XLSX-to-CSV in Java with Apache POI is straightforward for typical workbooks. The main decisions are: (1) how to format cell values — use DataFormatter to get display-equivalent strings instead of raw doubles, (2) which sheet to export — by default the first sheet, (3) whether to evaluate formulas before exporting. For very large files, POI's streaming XSSF reader reads row by row from the ZIP-based XLSX without loading the full document into heap.
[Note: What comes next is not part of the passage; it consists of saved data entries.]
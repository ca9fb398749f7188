use super::{Formatter, PeakReport};

pub struct TextFormatter {
    verbose: bool,
}

impl TextFormatter {
    pub fn new(verbose: bool) -> Self {
        Self { verbose }
    }
}

impl Formatter for TextFormatter {
    fn format(&self, report: &PeakReport) -> String {
        let mut lines = Vec::with_capacity(report.peaks.len() + 1);
        if self.verbose {
            lines.push(format!(
                "Search {}: {} peaks [range: {}, samples: {}]",
                report.state,
                report.peaks.len(),
                report.range,
                report.sample_count
            ));
        } else {
            lines.push(format!(
                "Search {}: {} peaks",
                report.state,
                report.peaks.len()
            ));
        }
        for (i, peak) in report.peaks.iter().enumerate() {
            lines.push(format!(
                "Peak [{}]: Code: {} Pwr: {}",
                i, peak.code, peak.power
            ));
        }
        lines.join("\n")
    }
}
For zero-dependency environments, the ChangeThisFile API handles it from a HttpClient POST.
Method 1: Apache POI (XSSFWorkbook + DataFormatter)
Apache POI reads XLSX and exports cells as display-equivalent strings via DataFormatter.
<dependency>
<groupId>org.apache.poi</groupId>
<artifactId>poi-ooxml</artifactId>
<version>5.3.0</version>
</dependency>
<dependency>
<groupId>org.apache.commons</groupId>
<artifactId>commons-csv</artifactId>
<version>1.11.0</version>
</dependency>
import org.apache.commons.csv.CSVFormat;
import org.apache.commons.csv.CSVPrinter;
import org.apache.poi.ss.usermodel.*;
import java.io.FileWriter;
import java.io.IOException;
import java.nio.file.Path;
import java.util.ArrayList;
import java.util.List;
public class XlsxToCsv {
/**
* Convert the first sheet of an XLSX file to CSV.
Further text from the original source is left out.